Interested in Nutting’s writing but not speculative fiction? Check out Tampa.


  1. My, my. Those are some plot lines you don’t hear every day. The example you provided of her aptitude with simile is beautiful. Sounds like an intriguing read. Thanks for this!


    • You’re so welcome! I thought just Hazel’s story was more than enough to keep me interested, so I’m not sure what the point of Jasper’s story was. They two threads come together at the end, but not very strongly. If bizzaro fiction is your thing, Made for Love will be a winner.

      Liked by 1 person

  2. The reader makes or breaks an audio book, don’t they. My husband will take a chance on a book if he knows he likes the narrator. That does sound a bizarre read and probably a quick one on paper.


    • I have some voice narrators I love and those I can’t handle. Imogen Church? Love, love. Bernadette Dunn, whose entire career is audio books? I can’t handle! I feel like her voice is fine, but she’s always paired up with characters who don’t match her voice. She sounds like an elderly woman (nothing wrong with that!) and will read a book starring a twenty-year-old college student.

      Liked by 1 person

  3. This book sounds very strange and I’m not sure I would have picked it up either way. I wonder how one applies for and gets selected for certain audiobooks. I do enjoy audio and always sample the narration before I decide to check it out from the library. (I use e-audibooks that I download to my phone or tablet and can play in the car when I’m driving)

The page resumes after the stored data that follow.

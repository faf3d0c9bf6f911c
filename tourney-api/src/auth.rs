use serde::{Deserialize, Serialize};

use crate::id::UserId;
use crate::payload::{split_action, PayloadError};

/// A request to the auth handler, dispatched on the `action` field.
#[derive(Clone, Debug, PartialEq, Eq)]
pub enum AuthRequest {
    Register(RegisterRequest),
    Login(LoginRequest),
}

impl AuthRequest {
    /// Decodes a request body.
    ///
    /// # Errors
    ///
    /// Returns [`PayloadError::UnknownAction`] if `action` is missing or unknown, and
    /// [`PayloadError::Malformed`] if the body is not a valid JSON object of the expected shape.
    pub fn from_body(body: &str) -> Result<Self, PayloadError> {
        let (action, value) = split_action(body)?;

        match action.as_deref() {
            Some("register") => Ok(Self::Register(serde_json::from_value(value)?)),
            Some("login") => Ok(Self::Login(serde_json::from_value(value)?)),
            _ => Err(PayloadError::UnknownAction(action)),
        }
    }
}

/// The body of `{"action": "register"}`. Presence of the required fields is checked by the
/// handler, not by the decoder.
#[derive(Clone, Debug, Default, PartialEq, Eq, Serialize, Deserialize)]
pub struct RegisterRequest {
    #[serde(default)]
    pub username: Option<String>,
    #[serde(default)]
    pub email: Option<String>,
    #[serde(default)]
    pub password: Option<String>,
    #[serde(default)]
    pub full_name: Option<String>,
}

/// The body of `{"action": "login"}`.
#[derive(Clone, Debug, Default, PartialEq, Eq, Serialize, Deserialize)]
pub struct LoginRequest {
    #[serde(default)]
    pub username: Option<String>,
    #[serde(default)]
    pub password: Option<String>,
}

/// The public view of a user.
#[derive(Clone, Debug, PartialEq, Eq, Serialize, Deserialize)]
pub struct UserInfo {
    pub id: UserId,
    pub username: String,
    pub email: String,
    pub is_admin: bool,
}

/// Returned by a successful register or login.
#[derive(Clone, Debug, PartialEq, Eq, Serialize, Deserialize)]
pub struct AuthResponse {
    pub success: bool,
    pub token: String,
    pub user: UserInfo,
}

#[cfg(test)]
mod tests {
    use super::{AuthRequest, LoginRequest};
    use crate::PayloadError;

    #[test]
    fn test_auth_request_from_body() {
        let req = AuthRequest::from_body(
            r#"{"action": "login", "username": "alice", "password": "secret"}"#,
        )
        .unwrap();
        assert_eq!(
            req,
            AuthRequest::Login(LoginRequest {
                username: Some("alice".into()),
                password: Some("secret".into()),
            })
        );

        match AuthRequest::from_body(r#"{"action": "register", "email": null}"#).unwrap() {
            AuthRequest::Register(req) => {
                assert_eq!(req.username, None);
                assert_eq!(req.email, None);
            }
            req => panic!("expected register, got {:?}", req),
        }

        match AuthRequest::from_body(r#"{"action": "logout"}"#) {
            Err(PayloadError::UnknownAction(Some(action))) => assert_eq!(action, "logout"),
            res => panic!("expected unknown action, got {:?}", res),
        }

        match AuthRequest::from_body(r#"{"username": "alice"}"#) {
            Err(PayloadError::UnknownAction(None)) => (),
            res => panic!("expected unknown action, got {:?}", res),
        }

        match AuthRequest::from_body(r#"{"action": "login", "username": 5}"#) {
            Err(PayloadError::Malformed(_)) => (),
            res => panic!("expected malformed body, got {:?}", res),
        }
    }
}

    • I used library downloadable audio books, too, so I’ve been getting in lots of listening on my commute. The plot totally sounds bizarre, but I picked it up because I absolutely loved Nutting’s first collection, Unclean Jobs for Women and Girls. Tampa, her first novel, was completely different and based on a true story. She’s got talent and her choice of subject varies, which is interesting.

      Liked by 1 person

  4. That sounds like a fun plot, or plots. My own experience of readers is that the reader gives me the words – well or badly – and my immersion in the story allows me to imagine the characters, irrespective of odd voicing, and other distractions like ‘he said’, ‘she whispered’. My pet hate is readers coughing when the text says ‘he cleared his throat’.


    • Ah, that’s interesting! I think I get so focused on how well people do a voice because my hearing is not good. I’m so focused on how everything sounds because I’m often left out of how most things sound.

      Thankfully, I don’t think I’ve encountered a voice actor who did an action instead of reading it.


  5. Ha, I enjoy reading out loud (mostly just to myself when the urge strikes, if no one’s around), but I don’t do voices- I’m afraid if I tried, it would come out sounding like “old man + stoner hippy” or something equally ridiculous! I’m glad you liked this one though, even though the audio wasn’t so great!